Hays’ performance is just one of the highlights at Thurtene, a campus tradition featuring thrill rides, carnival games, unique foods such as deep-fried ice cream sandwiches, samosas and Mexican churros and “facades,” temporary theaters where fraternity and sorority members stage whimsical musicals.

Organizers expect the event to draw thousands of students and St. Louisans, as well as hundreds of Washington University alumni who will be in town for Reunion Weekend. Founded in 1908, Thurtene Carnival is staged by the Thurtene Junior Honorary.​​​​​​​​​​​​​​​

‘Cubing is cool’

Hays, who is majoring in computer science in the School of Engineering & Applied Science and mathematics in Arts & Sciences, got serious about the Rubik’s Cube as a high school freshman in Renton, Wash. He would practice three hours a night, perfecting speed-cubing techniques and memorizing algorithms.

It didn’t take long for Hays to emerge as the undisputed “big cube” king at national and world championship competitions. At the 2012 U.S. Nationals competition, he won the 4×4, 5×5, 6×6 and 7×7 events. And at the 2013 World Rubik’s Cube Championship, he placed first in the 5×5, 6×6 and 7×7 competitions.

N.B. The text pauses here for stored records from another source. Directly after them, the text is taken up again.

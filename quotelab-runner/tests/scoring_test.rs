//! End-to-end scoring tests: CSV bytes in, run records out.

use quotelab_core::strategy::{
    FnFactory, Strategy, StrategyError, StrategyPreset,
};
use quotelab_runner::{
    evaluate_entries, export_json, import_json, run_entry, ContestEntry, RunConfig, RunOutcome,
};

const DATASET: &[u8] = b"timestep,product_id,price\n\
    1,AAPL,100.0\n\
    1,JPM.N,50.0\n\
    2,AAPL,102.0\n\
    2,JPM.N,51.0\n\
    3,AAPL,101.0\n\
    3,JPM.N,49.0\n\
    4,AAPL,105.0\n\
    4,JPM.N,52.0\n\
    5,AAPL,107.0\n\
    5,JPM.N,53.0\n";

#[test]
fn a_run_yields_a_complete_record_or_a_fatal_error_never_both() {
    let config = RunConfig::default();

    let completed = RunOutcome::from_result(run_entry(
        DATASET,
        &StrategyPreset::BuyAndHold,
        &config,
    ));
    assert!(completed.is_completed());

    let failed = RunOutcome::from_result(run_entry(
        b"not,a,quote\nfile,at,all\n",
        &StrategyPreset::BuyAndHold,
        &config,
    ));
    assert!(!failed.is_completed());
    assert_eq!(failed.score(), None);
}

#[test]
fn factory_failure_becomes_a_failure_record() {
    let broken = FnFactory(|_: &[String]| -> Result<Box<dyn Strategy>, StrategyError> {
        Err(StrategyError::Build("weights file missing".into()))
    });
    let outcome = RunOutcome::from_result(run_entry(DATASET, &broken, &RunConfig::default()));
    match outcome {
        RunOutcome::Failed(failure) => {
            assert!(failure.error.contains("weights file missing"));
        }
        RunOutcome::Completed(_) => panic!("expected a failure record"),
    }
}

#[test]
fn identical_runs_export_identical_records_modulo_timestamps() {
    let config = RunConfig::default();
    let preset = StrategyPreset::Random { seed: 3 };
    let mut first = run_entry(DATASET, &preset, &config).unwrap();
    let mut second = run_entry(DATASET, &preset, &config).unwrap();

    // Wall-clock fields differ between runs; everything derived from the
    // replay must not.
    first.timestamp = second.timestamp;
    first.duration_secs = second.duration_secs;
    assert_eq!(first, second);
}

#[test]
fn outcome_json_survives_a_round_trip() {
    let record = run_entry(DATASET, &StrategyPreset::BuyAndHold, &RunConfig::default()).unwrap();
    let outcome = RunOutcome::Completed(record);
    let json = export_json(&outcome).unwrap();
    assert_eq!(import_json(&json).unwrap(), outcome);
}

#[test]
fn contest_ranks_every_preset_and_keeps_failures() {
    let mut entries: Vec<ContestEntry> = StrategyPreset::all()
        .into_iter()
        .map(|(name, preset)| ContestEntry::new(name, Box::new(preset) as _))
        .collect();
    entries.push(ContestEntry::new(
        "broken",
        Box::new(FnFactory(
            |_: &[String]| -> Result<Box<dyn Strategy>, StrategyError> {
                Err(StrategyError::Build("bad submission".into()))
            },
        )) as _,
    ));

    let board = evaluate_entries(DATASET, &entries, &RunConfig::default(), true);
    assert_eq!(board.len(), 4);
    // The broken entry ranks, but last and scoreless.
    let last = board.standings().last().unwrap();
    assert_eq!(last.name, "broken");
    assert_eq!(last.outcome.score(), None);
    // Winner carries a finite score.
    assert!(board.winner().unwrap().outcome.score().unwrap().is_finite());
}

#[test]
fn leverage_rejections_do_not_fail_a_run() {
    // A strategy that always over-buys: every trade is rejected, the run
    // still completes with flat NAV.
    struct Greedy;
    impl Strategy for Greedy {
        fn name(&self) -> &str {
            "greedy"
        }
        fn on_quote(
            &mut self,
            market: &quotelab_core::domain::Market,
            portfolio: &mut quotelab_core::domain::Portfolio,
        ) -> Result<(), StrategyError> {
            match portfolio.buy(market, "AAPL", 1_000_000.0) {
                Err(quotelab_core::domain::TradeError::LeverageExceeded { .. }) | Ok(()) => Ok(()),
                Err(err) => Err(err.into()),
            }
        }
    }

    let factory = FnFactory(|_: &[String]| -> Result<Box<dyn Strategy>, StrategyError> {
        Ok(Box::new(Greedy))
    });
    let record = run_entry(DATASET, &factory, &RunConfig::default()).unwrap();
    assert_eq!(record.failed_batches, 0);
    assert_eq!(record.final_nav, 100_000.0);
    assert_eq!(record.sharpe_ratio, 0.0);
}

Unlike the standard Rubik’s Cube, which has nine squares per side, big cubes are exponentially larger — 294 squares for the 7×7 – and take considerably longer to solve.

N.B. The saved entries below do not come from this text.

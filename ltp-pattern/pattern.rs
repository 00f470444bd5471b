use ltp_core::{Image, Pixel};
use crate::error::{PatternError, PatternResult};
use crate::params::PatternParams;
use crate::types::{LtpCode, PatternMaps};
use rayon::prelude::*;

#[cfg(feature = "tracing")]
use tracing::instrument;

/// LTP code of the pixel at `(x, y)`.
///
/// Samples falling outside the image read as zero, so border pixels are
/// handled like any other. Fails with [`PatternError::OutOfBounds`] when the
/// center itself is not in the image.
pub fn compute_codes(image: &Image, params: &PatternParams, x: usize, y: usize) -> PatternResult<LtpCode> {
    if !image.contains(x, y) {
        return Err(PatternError::OutOfBounds {
            x,
            y,
            width: image.width(),
            height: image.height(),
        });
    }
    Ok(codes_at(image, params, x, y))
}

/// Same as [`compute_codes`] for a [`Pixel`]
pub fn compute_codes_at(image: &Image, params: &PatternParams, point: Pixel) -> PatternResult<LtpCode> {
    compute_codes(image, params, point.x, point.y)
}

/// LTP codes for every pixel, rows computed in parallel
#[cfg_attr(
    feature = "tracing",
    instrument(
        level = "debug",
        skip(image, params),
        fields(width = image.width(), height = image.height(), samples = params.samples())
    )
)]
pub fn compute_all_codes(image: &Image, params: &PatternParams) -> PatternMaps {
    #[cfg(feature = "tracing")]
    let start = std::time::Instant::now();

    let (w, h) = image.dimensions();
    let mut codes = vec![LtpCode::default(); w * h];
    codes
        .par_chunks_mut(w)
        .enumerate()
        .for_each(|(y, row)| fill_row(image, params, y, row));

    #[cfg(feature = "tracing")]
    tracing::debug!(elapsed_us = start.elapsed().as_micros() as u64, "computed LTP codes");

    PatternMaps::from_codes(w, h, &codes)
}

/// Single-threaded equivalent of [`compute_all_codes`]
#[cfg_attr(
    feature = "tracing",
    instrument(
        level = "debug",
        skip(image, params),
        fields(width = image.width(), height = image.height(), samples = params.samples())
    )
)]
pub fn compute_all_codes_sequential(image: &Image, params: &PatternParams) -> PatternMaps {
    #[cfg(feature = "tracing")]
    let start = std::time::Instant::now();

    let (w, h) = image.dimensions();
    let mut codes = vec![LtpCode::default(); w * h];
    for (y, row) in codes.chunks_mut(w).enumerate() {
        fill_row(image, params, y, row);
    }

    #[cfg(feature = "tracing")]
    tracing::debug!(elapsed_us = start.elapsed().as_micros() as u64, "computed LTP codes");

    PatternMaps::from_codes(w, h, &codes)
}

fn fill_row(image: &Image, params: &PatternParams, y: usize, row: &mut [LtpCode]) {
    for (x, code) in row.iter_mut().enumerate() {
        *code = codes_at(image, params, x, y);
    }
}

/// Caller guarantees `(x, y)` is inside the image
#[inline]
fn codes_at(image: &Image, params: &PatternParams, x: usize, y: usize) -> LtpCode {
    let centre = image.pixels()[y * image.width() + x];
    let mode = params.mode();
    let threshold = params.threshold();

    let mut code = LtpCode::default();
    let mut pow3 = 1u64;
    for (i, &(dx, dy)) in params.circle().offsets().iter().enumerate() {
        let d = image.sample_offset(x, y, dx, dy) - centre;
        let class = mode.classify(d, threshold);

        if class.is_positive() {
            code.positive |= 1 << i;
        }
        if class.is_negative() {
            code.negative |= 1 << i;
        }
        code.ternary += class.ternary_digit() * pow3;
        pow3 *= 3;
    }
    code
}

#[cfg(test)]
mod tests {
    use super::*;
    use crate::types::ThresholdMode;

    /// 3x3 image with a dark center surrounded by a brighter ring
    fn ring_image(centre: f32, ring: f32) -> Image {
        let mut img = Image::new_fill(3, 3, ring).unwrap();
        img.set(1, 1, centre);
        img
    }

    fn textured_image(width: usize, height: usize) -> Image {
        let pixels = (0..width * height)
            .map(|i| ((i * 37 + (i / width) * 11) % 256) as f32)
            .collect();
        Image::from_vec(width, height, pixels).unwrap()
    }

    #[test]
    fn test_brighter_ring_scenario() {
        let img = ring_image(100.0, 150.0);
        let params = PatternParams::new(1.0, 8, 10.0).unwrap();

        let code = compute_codes(&img, &params, 1, 1).unwrap();
        assert_eq!(code.positive, 255);
        assert_eq!(code.negative, 0);
        assert_eq!(code.ternary, 3280);
    }

    #[test]
    fn test_darker_ring_sets_negative_code() {
        let img = ring_image(150.0, 100.0);
        let params = PatternParams::new(1.0, 8, 10.0).unwrap();

        let code = compute_codes(&img, &params, 1, 1).unwrap();
        assert_eq!(code.positive, 0);
        assert_eq!(code.negative, 255);
        assert_eq!(code.ternary, 2 * 3280);
    }

    #[test]
    fn test_zero_threshold_brighter_neighborhood() {
        let img = ring_image(10.0, 20.0);
        let params = PatternParams::new(1.0, 8, 0.0).unwrap();

        let code = compute_codes(&img, &params, 1, 1).unwrap();
        assert_eq!(code.positive, 255);
        assert_eq!(code.negative, 0);
    }

    #[test]
    fn test_zero_difference_fires_both_branches() {
        // Radius 2 around the center of a flat 5x5 image keeps every sample
        // inside the grid, so every difference is exactly zero.
        let img = Image::new_fill(5, 5, 50.0).unwrap();
        let params = PatternParams::new(2.0, 4, 0.0).unwrap();

        let code = compute_codes(&img, &params, 2, 2).unwrap();
        assert_eq!(code.positive, 0b1111);
        assert_eq!(code.negative, 0b1111);
        assert_eq!(code.ternary, 3 * (1 + 3 + 9 + 27));

        let exclusive = params.with_mode(ThresholdMode::Exclusive);
        let code = compute_codes(&img, &exclusive, 2, 2).unwrap();
        assert_eq!(code.positive, 0b1111);
        assert_eq!(code.negative, 0);
        assert_eq!(code.ternary, 1 + 3 + 9 + 27);
    }

    #[test]
    fn test_single_pixel_image_samples_read_zero() {
        let img = Image::new_fill(1, 1, 80.0).unwrap();
        for radius in [0.25, 1.0, 3.7] {
            // Every difference is -80: below 0, above -100
            let params = PatternParams::new(radius, 12, 0.0).unwrap();
            let code = compute_codes(&img, &params, 0, 0).unwrap();
            assert_eq!(code.positive, 0);
            assert_eq!(code.negative, params.max_binary_code());

            let params = PatternParams::new(radius, 12, -100.0).unwrap();
            let code = compute_codes(&img, &params, 0, 0).unwrap();
            assert_eq!(code.positive, params.max_binary_code());
            assert_eq!(code.negative, 0);

            // Exactly -80 fires both branches
            let params = PatternParams::new(radius, 12, -80.0).unwrap();
            let code = compute_codes(&img, &params, 0, 0).unwrap();
            assert_eq!(code.positive, params.max_binary_code());
            assert_eq!(code.negative, params.max_binary_code());
        }
    }

    #[test]
    fn test_border_samples_on_grid_are_read() {
        // Flat image, so on-grid samples differ by 0 and off-grid ones by -50
        let img = Image::new_fill(3, 3, 50.0).unwrap();
        let params = PatternParams::new(1.0, 4, 0.0).unwrap();

        // Left column: only sample 1 (towards -x) leaves the grid
        let code = compute_codes(&img, &params, 0, 1).unwrap();
        assert_eq!(code.positive, 0b1101);
        assert_eq!(code.negative, 0b1111);
        assert_eq!(code.ternary, 3 + 2 * 3 + 3 * 9 + 3 * 27);

        // Top row: only sample 2 (towards -y) leaves the grid
        let code = compute_codes(&img, &params, 1, 0).unwrap();
        assert_eq!(code.positive, 0b1011);
        assert_eq!(code.negative, 0b1111);
        assert_eq!(code.ternary, 3 + 3 * 3 + 2 * 9 + 3 * 27);

        // Right column and bottom row mirror them
        assert_eq!(compute_codes(&img, &params, 2, 1).unwrap().positive, 0b0111);
        assert_eq!(compute_codes(&img, &params, 1, 2).unwrap().positive, 0b1110);

        // Top-left corner loses both samples 1 and 2
        assert_eq!(compute_codes(&img, &params, 0, 0).unwrap().positive, 0b1001);
    }

    #[test]
    fn test_sample_order_follows_circle() {
        // Only the pixel below the center (positive y) is bright, so only
        // sample 0 of a 4-point circle fires the positive branch.
        let mut img = Image::new_fill(3, 3, 0.0).unwrap();
        img.set(1, 2, 100.0);
        let params = PatternParams::new(1.0, 4, 50.0).unwrap();

        let code = compute_codes(&img, &params, 1, 1).unwrap();
        assert_eq!(code.positive, 0b0001);
        assert_eq!(code.negative, 0b1110);
        assert_eq!(code.ternary, 1 + 2 * (3 + 9 + 27));

        // Pixel to the left is sample 1
        let mut img = Image::new_fill(3, 3, 0.0).unwrap();
        img.set(0, 1, 100.0);
        let code = compute_codes(&img, &params, 1, 1).unwrap();
        assert_eq!(code.positive, 0b0010);
    }

    #[test]
    fn test_out_of_bounds_center() {
        let img = Image::new_fill(4, 3, 1.0).unwrap();
        let params = PatternParams::new(1.0, 8, 0.0).unwrap();

        assert!(matches!(
            compute_codes(&img, &params, 4, 0),
            Err(PatternError::OutOfBounds { x: 4, y: 0, width: 4, height: 3 })
        ));
        assert!(compute_codes_at(&img, &params, Pixel::new(0, 3)).is_err());
        assert!(compute_codes_at(&img, &params, Pixel::new(3, 2)).is_ok());
    }

    #[test]
    fn test_all_codes_match_single_pixel() {
        let img = textured_image(9, 7);
        let params = PatternParams::new(1.5, 10, 4.0).unwrap();
        let maps = compute_all_codes(&img, &params);

        assert_eq!(maps.dimensions(), (9, 7));
        for y in 0..7 {
            for x in 0..9 {
                let single = compute_codes(&img, &params, x, y).unwrap();
                assert_eq!(maps.code(x, y), Some(single), "pixel ({}, {})", x, y);
            }
        }
    }

    #[test]
    fn test_parallel_matches_sequential() {
        let img = textured_image(33, 21);
        for mode in [ThresholdMode::Inclusive, ThresholdMode::Exclusive] {
            let params = PatternParams::new(2.0, 16, 0.0).unwrap().with_mode(mode);
            assert_eq!(compute_all_codes(&img, &params), compute_all_codes_sequential(&img, &params));
        }
    }

    #[test]
    fn test_determinism() {
        let img = textured_image(16, 16);
        let params = PatternParams::new(1.0, 8, 3.0).unwrap();
        let first = compute_all_codes(&img, &params);
        for _ in 0..5 {
            assert_eq!(compute_all_codes(&img, &params), first);
        }
    }

    #[test]
    fn test_output_dimensions_match_input() {
        let params = PatternParams::new(1.0, 8, 0.0).unwrap();
        for &(w, h) in &[(1, 1), (1, 5), (7, 1), (4, 9)] {
            let img = textured_image(w, h);
            let maps = compute_all_codes(&img, &params);
            assert_eq!(maps.positive.dimensions(), (w, h));
            assert_eq!(maps.negative.dimensions(), (w, h));
            assert_eq!(maps.ternary.dimensions(), (w, h));
        }
    }
}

Hays says he loves the Rubik’s Cube community for the same reason he joined the swim team – both are nurturing communities that reward individual excellence.

“You’re not dependent on anyone for your success,” Hays said. “Your abilities are very tangible. With cubing and swimming, it’s about your time. You are either better or worse than the next guy.”

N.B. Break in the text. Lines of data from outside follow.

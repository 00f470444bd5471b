#[cfg(feature = "serde")]
use serde::{Deserialize, Serialize};

/// LTP code of a single pixel
#[derive(Debug, Clone, Copy, PartialEq, Eq, Hash, Default)]
pub struct LtpCode {
    /// Bit `i` set when sample `i` passed the upper comparison
    pub positive: u32,
    /// Bit `i` set when sample `i` passed the lower comparison
    pub negative: u32,
    /// Base-3 digits per sample: 0 neither, 1 brighter, 2 darker
    pub ternary: u64,
}

/// How a sample difference is compared against the threshold
#[derive(Debug, Clone, Copy, PartialEq, Eq, Default)]
#[cfg_attr(feature = "serde", derive(Serialize, Deserialize))]
#[cfg_attr(feature = "serde", serde(rename_all = "lowercase"))]
pub enum ThresholdMode {
    /// `d >= t` and `d <= t` are tested independently, so a difference equal
    /// to the threshold sets both bits and contributes `3 * 3^i` to the
    /// ternary code. Reproduces the legacy LTP output.
    #[default]
    Inclusive,
    /// One classification per sample; equality counts as brighter.
    Exclusive,
}

impl ThresholdMode {
    #[inline]
    pub fn classify(self, difference: f32, threshold: f32) -> SampleClass {
        match self {
            ThresholdMode::Inclusive => {
                match (difference >= threshold, difference <= threshold) {
                    (true, true) => SampleClass::Both,
                    (true, false) => SampleClass::Brighter,
                    (false, true) => SampleClass::Darker,
                    (false, false) => SampleClass::Similar,
                }
            }
            ThresholdMode::Exclusive => {
                if difference >= threshold {
                    SampleClass::Brighter
                } else if difference <= threshold {
                    SampleClass::Darker
                } else {
                    SampleClass::Similar
                }
            }
        }
    }
}

/// Outcome of comparing one neighbor sample with the center
#[derive(Debug, Clone, Copy, PartialEq, Eq)]
pub enum SampleClass {
    Brighter,
    Darker,
    /// Neither comparison held (NaN differences)
    Similar,
    /// Both comparisons held, only produced by [`ThresholdMode::Inclusive`]
    Both,
}

impl SampleClass {
    #[inline]
    pub fn is_positive(self) -> bool {
        matches!(self, SampleClass::Brighter | SampleClass::Both)
    }

    #[inline]
    pub fn is_negative(self) -> bool {
        matches!(self, SampleClass::Darker | SampleClass::Both)
    }

    /// Multiplier of `3^i` added to the ternary code
    #[inline]
    pub fn ternary_digit(self) -> u64 {
        match self {
            SampleClass::Similar => 0,
            SampleClass::Brighter => 1,
            SampleClass::Darker => 2,
            SampleClass::Both => 3,
        }
    }
}

/// Row-major grid of per-pixel codes, same layout as the source image
#[derive(Debug, Clone, PartialEq, Eq)]
pub struct CodeMap<T> {
    width: usize,
    height: usize,
    codes: Vec<T>,
}

impl<T: Copy> CodeMap<T> {
    pub(crate) fn from_vec(width: usize, height: usize, codes: Vec<T>) -> Self {
        debug_assert_eq!(codes.len(), width * height);
        Self { width, height, codes }
    }

    pub fn width(&self) -> usize {
        self.width
    }

    pub fn height(&self) -> usize {
        self.height
    }

    pub fn dimensions(&self) -> (usize, usize) {
        (self.width, self.height)
    }

    pub fn codes(&self) -> &[T] {
        &self.codes
    }

    pub fn into_vec(self) -> Vec<T> {
        self.codes
    }

    pub fn get(&self, x: usize, y: usize) -> Option<T> {
        if x >= self.width || y >= self.height {
            return None;
        }
        self.codes.get(y * self.width + x).copied()
    }

    pub fn row(&self, y: usize) -> &[T] {
        assert!(y < self.height, "row index out of bounds");
        let start = y * self.width;
        &self.codes[start..start + self.width]
    }

    pub fn rows(&self) -> impl Iterator<Item = &[T]> {
        self.codes.chunks(self.width)
    }
}

impl<T: Copy + Ord> CodeMap<T> {
    /// Number of different codes present in the map
    pub fn distinct_count(&self) -> usize {
        let mut sorted = self.codes.clone();
        sorted.sort_unstable();
        sorted.dedup();
        sorted.len()
    }
}

/// The three code maps produced for one image
#[derive(Debug, Clone, PartialEq, Eq)]
pub struct PatternMaps {
    pub positive: CodeMap<u32>,
    pub negative: CodeMap<u32>,
    pub ternary: CodeMap<u64>,
}

impl PatternMaps {
    pub(crate) fn from_codes(width: usize, height: usize, codes: &[LtpCode]) -> Self {
        Self {
            positive: CodeMap::from_vec(width, height, codes.iter().map(|c| c.positive).collect()),
            negative: CodeMap::from_vec(width, height, codes.iter().map(|c| c.negative).collect()),
            ternary: CodeMap::from_vec(width, height, codes.iter().map(|c| c.ternary).collect()),
        }
    }

    pub fn dimensions(&self) -> (usize, usize) {
        self.positive.dimensions()
    }

    /// Code triple at `(x, y)`
    pub fn code(&self, x: usize, y: usize) -> Option<LtpCode> {
        Some(LtpCode {
            positive: self.positive.get(x, y)?,
            negative: self.negative.get(x, y)?,
            ternary: self.ternary.get(x, y)?,
        })
    }
}
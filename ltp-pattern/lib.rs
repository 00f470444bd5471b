//! Local Ternary Pattern extraction.
//!
//! Every pixel is compared with `samples` bilinearly interpolated points on a
//! circle around it. Each sample difference `d = sample - centre` is tested
//! against the threshold `t`:
//!
//! - `d >= t` sets bit `i` of the positive code and adds `3^i` to the ternary code
//! - `d <= t` sets bit `i` of the negative code and adds `2 * 3^i`
//!
//! Points outside the image read as zero. See [`ThresholdMode`] for how a
//! difference exactly equal to the threshold is handled.

pub mod builder;
pub mod config;
pub mod error;
pub mod extractor;
pub mod params;
pub mod pattern;
pub mod sampling;
pub mod types;

pub use builder::ExtractorBuilder;
pub use config::ExtractorConfig;
pub use error::{PatternError, PatternResult};
pub use extractor::LocalTernaryPattern;
pub use params::{check_params, PatternParams};
pub use pattern::{compute_all_codes, compute_all_codes_sequential, compute_codes, compute_codes_at};
pub use sampling::SamplingCircle;
pub use types::{CodeMap, LtpCode, PatternMaps, SampleClass, ThresholdMode};

pub use ltp_core::{Image, ImageProcessor, LtpConfig, Pixel};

But that’s where the similarities end. At meets, the harder you push, the faster you swim. Not so at Rubik’s Cube competitions.

“You want to relax and pretend that you’re just at home doing normal solves,” Hays said. “But it’s hard. My hands start shaking a lot.”

The diet also is different. Hays is all about lean protein and leafy greens during the long swim season. But at Rubik’s Cube competitions, his breakfast of champions is two Sausage, Egg & Cheese McMuffins and two Mountain Dews.

This summer, his sponsor, online store The Cubicle – yes, Rubik’s Cube “celebrities” sign with sponsors – will send him to Hilton Head, S.C., and Sao Paulo, Brazil to compete, respectively, in U.S. National and World Championships.

The summer competitions will be Hays’ swan song; he plans to “retire” from the sport so he can focus on his future as a software developer. The events will offer him a chance to finish his career on top and say goodbye to fans. At a recent competition, Hays signed 100 autographs in one day. He is amused such a “nerdy” pursuit has brought him such popularity.

“It was nerdy when I started, but now it’s like, ‘Kevin is making some money and has all of these viral videos, so cubing is cool,’” Hays said. “I’m still the dork I was in high school. But I’m the dork with world records.”